Burn Service of Western Australia, Princess Margaret Hospital for Children, Royal Perth Hospital, Perth, Western Australia, Australia.

出版信息

Burns. 2012 Sep;38(6):830-9. doi: 10.1016/j.burns.2011.12.020. Epub 2012 Feb 8.

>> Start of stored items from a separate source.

//! Span markup helpers for rich command output.
//!
//! Rich results carry inline tags of the form `[[class]]text[[/]]`. The
//! rendering surface decides what a class means (color, glitch animation,
//! blink); the core only produces and strips the tags. Classes in use:
//! `cyan`, `green`, `yellow`, `red`, `purple`, `gray`, `glitch`,
//! `typing`, `blink`, `alert`.

/// Wrap text in a span of the given class.
pub fn span(class: &str, text: &str) -> String {
    format!("[[{class}]]{text}[[/]]")
}

/// Glitch-styled heading text.
pub fn glitch(text: &str) -> String {
    span("glitch", text)
}

/// Typewriter-revealed text.
pub fn typing(text: &str) -> String {
    span("typing", text)
}

/// Alarm styling for theatrical non-errors (`rm -rf /` and friends).
pub fn alert(text: &str) -> String {
    span("alert", text)
}

/// Remove every markup tag, leaving the plain text.
///
/// Unterminated or stray tags are left as-is; stripping never fails.
pub fn strip_markup(input: &str) -> String {
    let mut out = String::with_capacity(input.len());
    let mut rest = input;
    while let Some(start) = rest.find("[[") {
        let after = &rest[start + 2..];
        match after.find("]]") {
            Some(end) => {
                out.push_str(&rest[..start]);
                rest = &after[end + 2..];
            }
            None => {
                // No closing marker; keep the remainder literally.
                out.push_str(rest);
                return out;
            }
        }
    }
    out.push_str(rest);
    out
}

#[cfg(test)]
mod tests {
    use super::*;

    #[test]
    fn span_wraps_with_class() {
        assert_eq!(span("cyan", "hi"), "[[cyan]]hi[[/]]");
    }

    #[test]
    fn strip_removes_tags() {
        assert_eq!(strip_markup(&span("cyan", "hi")), "hi");
        assert_eq!(strip_markup(&glitch("SCAN")), "SCAN");
    }

    #[test]
    fn strip_handles_nested_and_adjacent_spans() {
        let s = format!("{} and {}", span("red", "a"), span("green", "b"));
        assert_eq!(strip_markup(&s), "a and b");
    }

    #[test]
    fn strip_plain_text_is_identity() {
        let plain = "no tags here [single] brackets ok";
        assert_eq!(strip_markup(plain), plain);
    }

    #[test]
    fn strip_leaves_unterminated_tag() {
        assert_eq!(strip_markup("before [[cyan unterminated"), "before [[cyan unterminated");
    }

    #[test]
    fn strip_empty_is_empty() {
        assert_eq!(strip_markup(""), "");
    }
}
use crate::boot::{BootEvent, BootPhase, BootSequence};
use crate::interpreter::{CommandRegistry, Environment, register_builtins};

/// One entry in the history timeline. `command` is empty for
/// system-generated lines (boot output).
#[derive(Debug, Clone)]
pub struct HistoryItem {
    pub id: u64,
    pub command: String,
    pub result: CommandResult,
}

/// Recall direction for arrow-key navigation.
#[derive(Debug, Clone, Copy, PartialEq, Eq)]
pub enum HistoryDirection {
    Up,
    Down,
}

/// What `submit` hands back to the frontend.
#[derive(Debug, Clone)]
pub struct Submission {
    pub result: CommandResult,
    /// Artificial delay the frontend must honor before revealing the
    /// output of a `loading` result.
    pub delay_ms: u64,
}

/// A single terminal session: registry, VFS, timeline, boot machine.
pub struct Session {
    registry: CommandRegistry,
    vfs: Vfs,
    config: TermConfig,
    boot: BootSequence,
    history: Vec<HistoryItem>,
    command_history: Vec<String>,
    /// Recall cursor: `-1` is the live draft, `0..len` counts back from
    /// the most recent submitted line.
    cursor: isize,
    draft: Option<String>,
    cwd: String,
    next_id: u64,
}

impl Session {
    /// A fresh session at `~` with the default registry and seeded VFS,
    /// boot machine in `Logo`.
    pub fn new(config: TermConfig) -> Self {
        let mut registry = CommandRegistry::new();
        register_builtins(&mut registry);
        let vfs = seed_default(
            profile(),
            all_projects(),
            skill_categories(),
            &config.username,
        );
        let boot = BootSequence::new(&config);
        log::info!("session created for {}@{}", config.username, config.hostname);
        Self {
            registry,
            vfs,
            config,
            boot,
            history: Vec::new(),
            command_history: Vec::new(),
            cursor: -1,
            draft: None,
            cwd: "~".to_string(),
            next_id: 0,
        }
    }

    // -- Boot gating ------------------------------------------------------

    /// Advance the boot machine, appending its output lines to the
    /// timeline as system entries. Returns the raw events for frontends
    /// that want to react to phase changes.
    pub fn tick_boot(&mut self, elapsed_ms: u64) -> Vec<BootEvent> {
        let events = self.boot.tick(elapsed_ms);
        for event in &events {
            if let BootEvent::Line(line) = event {
                let result = if line.rich {
                    CommandResult::rich(line.text.clone())
                } else {
                    CommandResult::text(line.text.clone())
                };
                self.push_system_line(result);
            }
        }
        events
    }

    /// Key-press interrupt during the logo phase.
    pub fn interrupt_boot(&mut self) {
        self.boot.interrupt();
    }

    pub fn boot_phase(&self) -> BootPhase {
        self.boot.phase()
    }

    /// Input is enabled only once the boot machine reaches `Ready`.
    pub fn input_enabled(&self) -> bool {
        self.boot.is_ready()
    }

    fn push_system_line(&mut self, result: CommandResult) {
        let id = self.next_id;
        self.next_id += 1;
        self.history.push(HistoryItem {
            id,
            command: String::new(),
            result,
        });
    }

    // -- Submission -------------------------------------------------------

    /// Execute a raw input line.
    ///
    /// Appends a pending history item, dispatches, patches the item in
    /// place with the resolved result, then applies effect signals.
    /// Serialized by construction: the caller re-enables input only
    /// after this returns.
    pub fn submit(&mut self, raw: &str) -> Submission {
        let trimmed = raw.trim();
        if trimmed.is_empty() {
            // No history entry with visible output for empty input.
            return Submission {
                result: CommandResult::empty(),
                delay_ms: 0,
            };
        }

        self.remember_command(trimmed);
        self.cursor = -1;
        self.draft = None;

        let id = self.next_id;
        self.next_id += 1;
        self.history.push(HistoryItem {
            id,
            command: trimmed.to_string(),
            result: CommandResult::empty(),
        });

        let env = Environment {
            cwd: self.cwd.clone(),
            vfs: &self.vfs,
            profile: profile(),
            projects: all_projects(),
            skills: skill_categories(),
            config: &self.config,
        };
        let result = self.registry.execute(trimmed, &env);
        log::debug!(
            "dispatch '{trimmed}': error={} rich={} loading={}",
            result.error,
            result.rich,
            result.loading
        );

        match &result.effect {
            Some(Effect::ClearScreen) => {
                // Bulk-clear is the one non-append mutation; the pending
                // item goes with it.
                self.history.clear();
            }
            Some(Effect::ChangeDir(path)) => {
                self.cwd = path.clone();
                self.patch(id, result.clone());
            }
            Some(Effect::RebootSequence) => {
                self.patch(id, result.clone());
                self.boot.restart();
            }
            _ => {
                self.patch(id, result.clone());
            }
        }

        let delay_ms = if result.loading {
            self.config.loading_delay_ms
        } else {
            0
        };
        Submission { result, delay_ms }
    }

    fn patch(&mut self, id: u64, result: CommandResult) {
        if let Some(item) = self.history.iter_mut().find(|item| item.id == id) {
            item.result = result;
        }
    }

    fn remember_command(&mut self, line: &str) {
        self.command_history.push(line.to_string());
        if self.command_history.len() > self.config.history_limit {
            self.command_history.remove(0);
        }
    }

    // -- History recall ---------------------------------------------------

    /// Arrow-key navigation. Returns the text to place in the input box.
    ///
    /// The first `Up` stashes the live draft; `Down` past the most
    /// recent entry restores it (empty string when there was none). The
    /// cursor always stays within `[-1, len - 1]`.
    pub fn navigate_history(&mut self, direction: HistoryDirection, current_draft: &str) -> String {
        if self.command_history.is_empty() {
            return current_draft.to_string();
        }
        let len = self.command_history.len() as isize;
        match direction {
            HistoryDirection::Up => {
                if self.cursor == -1 {
                    self.draft = Some(current_draft.to_string());
                }
                self.cursor = (self.cursor + 1).min(len - 1);
                self.command_history[(len - 1 - self.cursor) as usize].clone()
            }
            HistoryDirection::Down => {
                self.cursor = (self.cursor - 1).max(-1);
                if self.cursor == -1 {
                    self.draft.clone().unwrap_or_default()
                } else {
                    self.command_history[(len - 1 - self.cursor) as usize].clone()
                }
            }
        }
    }

    // -- Working directory ------------------------------------------------

    /// Resolve `target` against the VFS and move there. Unknown targets
    /// leave the working directory unchanged and surface an error
    /// result. The `cd` command routes through this via its
    /// `ChangeDir` effect.
    pub fn change_directory(&mut self, target: &str) -> CommandResult {
        let resolved = termfolio_vfs::resolve_path(&self.cwd, target);
        if !self.vfs.contains_dir(&resolved) {
            return CommandResult::error_text(format!(
                "cd: {target}: No such file or directory"
            ));
        }
        self.cwd = resolved;
        CommandResult::empty()
    }

    // -- Completion -------------------------------------------------------

    /// Prefix completions for a partial command name.
    pub fn complete(&self, partial: &str) -> Vec<String> {
        self.registry.completions(partial)
    }

    // -- Accessors --------------------------------------------------------

    pub fn history(&self) -> &[HistoryItem] {
        &self.history
    }

    pub fn cwd(&self) -> &str {
        &self.cwd
    }

    pub fn prompt(&self) -> String {
        self.config.prompt(&self.cwd)
    }

    pub fn config(&self) -> &TermConfig {
        &self.config
    }
}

DOI:10.1016/j.burns.2011.12.020
PMID:22322141
Abstract

BACKGROUND

Scald is the most common cause of burn in children in Australia. The time taken by the burn wound to heal impacts on scar outcome. Commonly scald injuries are treated conservatively; in our unit the practice is that if healing does not occur within 10 days, surgery is used to aid healing with the aim of improving scar outcome. This randomised controlled pilot study compares early treatment regimens to facilitate tissue salvage and reduce the incidence of definitive surgery at 10 days following scald injury.

METHODS

All paediatric patients with partial thickness scald injury were clinically assessed between July 1, 2009 and June 30, 2010. A burn of 2% TBSAB or more and deemed not to heal within 10 days, were considered for the trial. These patients were randomised to one of three treatment arms: the local standard treatment (Intrasite™, Acticoat™ and Duoderm(®) dressings every 2-3 days) with surgery at 10 days, Biobrane(®) only or Biobrane(®) and autologous cell suspension using the ReCell(®) kit. The primary outcome was surgery performed after 10 days; secondary outcomes were rates of healing, pain experienced, and scar outcomes.

RESULTS

15% of scald presentations in the 12 month period met the eligibility criteria. 13 patients were recruited into the pilot study; early intervention was associated with a decreased time to healing with fewer dressing changes, less pain and better scar outcomes.

CONCLUSION

Investment of surgical resources in the acute stages within 4 days of injury saved on nursing time, dressing, analgesic and scar management costs.

摘要

背景

在澳大利亚,烫伤是儿童烧伤的最常见原因。烧伤创面的愈合时间会影响疤痕的结果。通常,烫伤伤处采用保守治疗;在我们的单位,实践是如果在 10 天内没有愈合,就会进行手术以帮助愈合,目的是改善疤痕结果。这项随机对照试点研究比较了早期治疗方案,以促进组织保存并减少 10 天内烫伤伤处进行确定性手术的发生率。

方法

2009 年 7 月 1 日至 2010 年 6 月 30 日期间,对所有患有部分厚度烫伤伤处的儿科患者进行了临床评估。烧伤面积达到 2%TBSAB 或以上,且预计在 10 天内无法愈合的患者,被认为符合试验条件。这些患者被随机分配到以下三个治疗组之一:局部标准治疗(每隔 2-3 天使用 Intrasite™、Acticoat™和 Duoderm®敷料),在 10 天进行手术;仅使用 Biobrane®或使用 ReCell®试剂盒的 Biobrane®和自体细胞悬浮液。主要结局是 10 天后进行的手术;次要结局是愈合率、疼痛程度和疤痕结果。

结果

在 12 个月的时间内,有 15%的烫伤伤处符合入选标准。有 13 名患者入组参加了试点研究;早期干预与愈合时间缩短、换药次数减少、疼痛减轻和更好的疤痕结果相关。

结论

在受伤后 4 天内投入手术资源进行急性治疗,可节省护理时间、敷料、镇痛和疤痕管理成本。